Over the past half-century, most countries in the Indo-Pacific region have experienced unprecedented economic growth and development, and many have reached, or will soon reach, what the Asia Foundation and DFAT refer to as Advanced Middle-Income Country (AMIC) status ($4-20K GNI per cap). The default assumption tends to be, having reached this phase, the development will continue more or less unabated. Yet, the global empirical evidence tells a different story—most AMICs face major problems of stalling growth and instability that slow development and sometimes derail progress altogether. In fact, in the past five decades, few countries have made it through the AMIC phase. The primary reasons appear to be linked to perverse political dynamics that slow reform in two critical domains—economics and governance. In the years ahead, new challenges related to rapidly advancing technology, the changing global economy, climate change, and the rise of China further complicate already difficult development transitions in these countries. The ability of AMICs in the region to navigate the growth and stability challenges ahead will in part determine the economic and security future of the Indo-Pacific. The developed economies in the region, especially Australia, Japan, and Singapore, have an immense economic and security stake in the continued progress of these countries. Yet with aid graduation usually occurring around $4-5K GNI/cap, how can these countries continue to support reform?

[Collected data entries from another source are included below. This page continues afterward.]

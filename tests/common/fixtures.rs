#![allow(dead_code)]

//! A fake BIG-IP built on wiremock, plus factories for the scan types.
//!
//! ```rust,ignore
//! let server = MockServer::start().await;
//! mount_login(&server).await;
//! mount_token_ops(&server).await;
//! mount_facts(&server).await;
//! let device = device_for(&server);
//! ```

use std::path::Path;
use std::sync::{Arc, Mutex};
use std::time::{Duration, Instant};

use serde_json::{Value, json};
use wiremock::matchers::{body_partial_json, header, method, path, path_regex};
use wiremock::{Mock, MockServer, Request, Respond, ResponseTemplate};

use bigscan::core::capture::{CaptureConfig, CaptureKind};
use bigscan::core::credentials::Credential;
use bigscan::core::device::Device;
use bigscan::core::http::build_client;
use bigscan::core::session::{AUTH_HEADER, SessionConfig, SessionManager};

pub const TOKEN: &str = "tok-123";
pub const USERNAME: &str = "admin";
pub const PASSWORD: &str = "s3cret-pw";
pub const HOSTNAME: &str = "bigip1.lab.local";

pub const LOGIN: &str = "/mgmt/shared/authn/login";
pub const TOKEN_PATH: &str = "/mgmt/shared/authz/tokens/tok-123";

pub const QKVIEW_ID: &str = "qk-42";
pub const QKVIEW_TASK: &str = "/mgmt/cm/autodeploy/qkview/qk-42";
pub const QKVIEW_DOWNLOAD: &str = "/mgmt/cm/autodeploy/qkview-download/fixture.qkview";
pub const UNIX_RM: &str = "/mgmt/tm/util/unix-rm";

pub const UCS_ID: &str = "1700000000";
pub const UCS_TASK: &str = "/mgmt/tm/task/sys/ucs/1700000000";

// =============================================================================
// Factories
// =============================================================================

/// Device pointing at the mock server over plain HTTP.
pub fn device_for(server: &MockServer) -> Device {
    Device::parse(&server.uri()).expect("mock uri parses")
}

pub fn credential() -> Credential {
    Credential::new(USERNAME, PASSWORD)
}

pub fn session_manager() -> SessionManager {
    session_manager_with(SessionConfig::default())
}

pub fn session_manager_with(config: SessionConfig) -> SessionManager {
    let client = build_client(Duration::from_secs(5)).expect("client builds");
    SessionManager::new(
        client,
        SessionConfig {
            request_timeout: Duration::from_secs(5),
            ..config
        },
    )
}

/// Capture settings fast enough for tests, writing into `dir`.
pub fn fast_capture(kind: CaptureKind, dir: &Path) -> CaptureConfig {
    CaptureConfig {
        poll_interval: Duration::from_millis(40),
        timeout: Duration::from_secs(3),
        output_dir: dir.to_path_buf(),
        chunk_size: 4,
        ..CaptureConfig::for_kind(kind)
    }
}

// =============================================================================
// Session endpoints
// =============================================================================

pub async fn mount_login(server: &MockServer) {
    mount_login_with_window(server, 1200).await;
}

pub async fn mount_login_with_window(server: &MockServer, timeout_secs: u64) {
    mount_login_for(server, USERNAME, timeout_secs).await;
}

/// Login that only accepts `username`; anyone else gets a 404.
pub async fn mount_login_for(server: &MockServer, username: &str, timeout_secs: u64) {
    Mock::given(method("POST"))
        .and(path(LOGIN))
        .and(body_partial_json(json!({
            "username": username,
            "loginProviderName": "tmos",
        })))
        .respond_with(ResponseTemplate::new(200).set_body_json(json!({
            "username": username,
            "loginProviderName": "tmos",
            "token": {
                "token": TOKEN,
                "name": TOKEN,
                "timeout": timeout_secs,
                "userName": username,
            }
        })))
        .mount(server)
        .await;
}

pub async fn mount_login_rejected(server: &MockServer, status: u16) {
    Mock::given(method("POST"))
        .and(path(LOGIN))
        .respond_with(ResponseTemplate::new(status).set_body_json(json!({
            "code": status,
            "message": "Authentication failed.",
            "errorStack": [],
        })))
        .mount(server)
        .await;
}

/// Token extension (PATCH) and logout (DELETE), both accepted.
pub async fn mount_token_ops(server: &MockServer) {
    Mock::given(method("PATCH"))
        .and(path(TOKEN_PATH))
        .and(header(AUTH_HEADER, TOKEN))
        .respond_with(ResponseTemplate::new(200).set_body_json(json!({ "token": TOKEN })))
        .mount(server)
        .await;
    mount_logout(server, None).await;
}

/// Logout, optionally with an exact call count verified on drop.
pub async fn mount_logout(server: &MockServer, times: Option<u64>) {
    let mock = Mock::given(method("DELETE"))
        .and(path(TOKEN_PATH))
        .and(header(AUTH_HEADER, TOKEN))
        .respond_with(ResponseTemplate::new(200));
    let mock = match times {
        Some(n) => mock.expect(n),
        None => mock,
    };
    mock.mount(server).await;
}

/// Token validity as the device sees it: good for `lifetime` after login or
/// the last PATCH.
#[derive(Debug, Clone)]
pub struct TokenClock {
    touched: Arc<Mutex<Instant>>,
    lifetime: Duration,
}

impl TokenClock {
    fn touch(&self) {
        *self.touched.lock().unwrap() = Instant::now();
    }

    #[must_use]
    pub fn valid(&self) -> bool {
        self.touched.lock().unwrap().elapsed() < self.lifetime
    }
}

fn expired() -> ResponseTemplate {
    ResponseTemplate::new(401).set_body_json(json!({ "code": 401, "message": "token expired" }))
}

/// Restarts the token clock, then answers with the template. An extension
/// that arrives after the token lapsed is refused.
struct Refresh {
    clock: TokenClock,
    reply: ResponseTemplate,
    is_login: bool,
}

impl Respond for Refresh {
    fn respond(&self, _request: &Request) -> ResponseTemplate {
        if !self.is_login && !self.clock.valid() {
            return expired();
        }
        self.clock.touch();
        self.reply.clone()
    }
}

/// Answers with the template while the token is valid, 401 after.
pub struct WhileValid(pub TokenClock, pub ResponseTemplate);

impl Respond for WhileValid {
    fn respond(&self, _request: &Request) -> ResponseTemplate {
        if self.0.valid() {
            self.1.clone()
        } else {
            expired()
        }
    }
}

/// Login, PATCH and DELETE for a token the device drops after `lifetime`.
pub async fn mount_expiring_token(server: &MockServer, lifetime: Duration) -> TokenClock {
    let clock = TokenClock {
        touched: Arc::new(Mutex::new(Instant::now())),
        lifetime,
    };
    Mock::given(method("POST"))
        .and(path(LOGIN))
        .respond_with(Refresh {
            clock: clock.clone(),
            reply: ResponseTemplate::new(200).set_body_json(json!({
                "token": { "token": TOKEN, "timeout": lifetime.as_secs() }
            })),
            is_login: true,
        })
        .mount(server)
        .await;
    Mock::given(method("PATCH"))
        .and(path(TOKEN_PATH))
        .respond_with(Refresh {
            clock: clock.clone(),
            reply: ResponseTemplate::new(200).set_body_json(json!({ "token": TOKEN })),
            is_login: false,
        })
        .mount(server)
        .await;
    mount_logout(server, None).await;
    clock
}

// =============================================================================
// Inventory facts
// =============================================================================

pub async fn mount_facts(server: &MockServer) {
    let facts: [(&str, Value); 5] = [
        ("/mgmt/tm/sys/global-settings", json!({ "hostname": HOSTNAME })),
        ("/mgmt/tm/sys/hardware", hardware_stats()),
        ("/mgmt/tm/sys/license", license_stats()),
        ("/mgmt/tm/sys/software/volume", json!({
            "items": [
                { "name": "HD1.1", "version": "16.1.3", "product": "BIG-IP", "active": true },
                { "name": "HD1.2", "version": "15.1.8", "product": "BIG-IP" }
            ]
        })),
        ("/mgmt/tm/sys/failover", json!({ "status": "ACTIVE" })),
    ];
    for (p, body) in facts {
        Mock::given(method("GET"))
            .and(path(p))
            .and(header(AUTH_HEADER, TOKEN))
            .respond_with(ResponseTemplate::new(200).set_body_json(body))
            .mount(server)
            .await;
    }
}

fn hardware_stats() -> Value {
    json!({
        "kind": "tm:sys:hardware:hardwarestats",
        "entries": {
            "https://localhost/mgmt/tm/sys/hardware/system-info": {
                "nestedStats": { "entries": {
                    "https://localhost/mgmt/tm/sys/hardware/system-info/0": {
                        "nestedStats": { "entries": {
                            "bigipChassisSerialNum": { "description": "f5-abcd-1234" },
                            "platform": { "description": "Z100" }
                        }}
                    }
                }}
            }
        }
    })
}

fn license_stats() -> Value {
    json!({
        "entries": {
            "https://localhost/mgmt/tm/sys/license/0": {
                "nestedStats": { "entries": {
                    "registrationKey": { "description": "ABCDE-FGHIJ-KLMNO-PQRST-UVWXYZZ" }
                }}
            }
        }
    })
}

// =============================================================================
// QKView task
// =============================================================================

pub async fn mount_qkview_create(server: &MockServer) {
    Mock::given(method("POST"))
        .and(path("/mgmt/cm/autodeploy/qkview"))
        .respond_with(ResponseTemplate::new(202).set_body_json(json!({
            "id": QKVIEW_ID,
            "status": "CREATED",
        })))
        .mount(server)
        .await;
}

/// Status polls answer `status`; `times` limits how many polls this mock
/// serves before later mocks take over.
pub async fn mount_qkview_status(server: &MockServer, status: &str, times: Option<u64>) {
    let mut body = json!({ "id": QKVIEW_ID, "status": status });
    if status == "SUCCEEDED" {
        body["qkviewUri"] = json!(format!("https://localhost{QKVIEW_DOWNLOAD}"));
    }
    if status == "FAILED" {
        body["message"] = json!("qkview generation failed: disk full");
    }
    let mock = Mock::given(method("GET"))
        .and(path(QKVIEW_TASK))
        .respond_with(ResponseTemplate::new(200).set_body_json(body));
    let mock = match times {
        Some(n) => mock.up_to_n_times(n),
        None => mock,
    };
    mock.mount(server).await;
}

/// Remote cleanup: task DELETE and `unix-rm`, each expected exactly once.
pub async fn mount_qkview_cleanup(server: &MockServer) {
    Mock::given(method("DELETE"))
        .and(path(QKVIEW_TASK))
        .respond_with(ResponseTemplate::new(200))
        .expect(1)
        .mount(server)
        .await;
    Mock::given(method("POST"))
        .and(path(UNIX_RM))
        .and(body_partial_json(json!({ "command": "run" })))
        .respond_with(ResponseTemplate::new(200).set_body_json(json!({ "kind": "tm:util:unix-rm:runstate" })))
        .expect(1)
        .mount(server)
        .await;
}

/// Serve `payload` in ranges the way the file-transfer endpoints do.
pub async fn mount_chunked_download(server: &MockServer, download_path: &str, payload: &[u8], chunk: usize) {
    let total = payload.len();
    let mut start = 0;
    let mut known = false;
    while start < total {
        let end = (start + chunk).min(total) - 1;
        // Until the size is known the client asks for a full chunk.
        let request_range = if known {
            format!("{start}-{end}/{total}")
        } else {
            format!("{start}-{}/0", start + chunk - 1)
        };
        Mock::given(method("GET"))
            .and(path(download_path))
            .and(header("Content-Range", request_range.as_str()))
            .respond_with(
                ResponseTemplate::new(200)
                    .insert_header("Content-Range", format!("{start}-{end}/{total}").as_str())
                    .set_body_bytes(payload[start..=end].to_vec()),
            )
            .mount(server)
            .await;
        start = end + 1;
        known = true;
    }
}

// =============================================================================
// UCS task
// =============================================================================

pub async fn mount_ucs_create(server: &MockServer) {
    Mock::given(method("POST"))
        .and(path("/mgmt/tm/task/sys/ucs"))
        .and(body_partial_json(json!({ "command": "save" })))
        .respond_with(ResponseTemplate::new(200).set_body_json(json!({
            "_taskId": UCS_ID,
            "_taskState": "CREATED",
        })))
        .mount(server)
        .await;
}

/// The start request, expected exactly once.
pub async fn mount_ucs_start(server: &MockServer) {
    Mock::given(method("PUT"))
        .and(path(UCS_TASK))
        .and(body_partial_json(json!({ "_taskState": "VALIDATING" })))
        .respond_with(ResponseTemplate::new(200).set_body_json(json!({
            "_taskId": UCS_ID,
            "_taskState": "VALIDATING",
        })))
        .expect(1)
        .mount(server)
        .await;
}

pub async fn mount_ucs_status(server: &MockServer, state: &str, times: Option<u64>) {
    let mock = Mock::given(method("GET"))
        .and(path(UCS_TASK))
        .respond_with(ResponseTemplate::new(200).set_body_json(json!({
            "_taskId": UCS_ID,
            "_taskState": state,
        })));
    let mock = match times {
        Some(n) => mock.up_to_n_times(n),
        None => mock,
    };
    mock.mount(server).await;
}

pub async fn mount_ucs_download(server: &MockServer, payload: &[u8]) {
    Mock::given(method("GET"))
        .and(path_regex(r"^/mgmt/shared/file-transfer/ucs-downloads/.+\.ucs$"))
        .respond_with(ResponseTemplate::new(200).set_body_bytes(payload.to_vec()))
        .mount(server)
        .await;
}

pub async fn mount_ucs_cleanup(server: &MockServer) {
    Mock::given(method("DELETE"))
        .and(path(UCS_TASK))
        .respond_with(ResponseTemplate::new(200))
        .expect(1)
        .mount(server)
        .await;
    Mock::given(method("DELETE"))
        .and(path_regex(r"^/mgmt/tm/sys/ucs/.+\.ucs$"))
        .respond_with(ResponseTemplate::new(200))
        .expect(1)
        .mount(server)
        .await;
}

// =============================================================================
// Inspection
// =============================================================================

/// Requests the server saw with this method and path.
pub async fn count_requests(server: &MockServer, verb: &str, request_path: &str) -> usize {
    server
        .received_requests()
        .await
        .unwrap_or_default()
        .iter()
        .filter(|r| r.method.as_str() == verb && r.url.path() == request_path)
        .count()
}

In this seminar, William Cole will summarise some of the common challenges facing AMICs in the Indo-Pacific region and present elements of a general framework for assessing emerging constraints and opportunities. He will also offer preliminary thoughts on key reform and how international actors could be helpful.
Dr. Cole has worked at senior levels in The Asia Foundation (TAF) since 1997 and now serves as Senior Advisor for Program Strategy, supporting innovative programs in several areas including economic reform, governance, technology, and geostrategic issues. He is currently a Visiting Fellow at the College of Asia and the Pacific resident at the Coral Bell School researching challenges facing countries in the latter stages of development, what TAF and DFAT refer to as Advanced Middle-Income Countries (AMICs).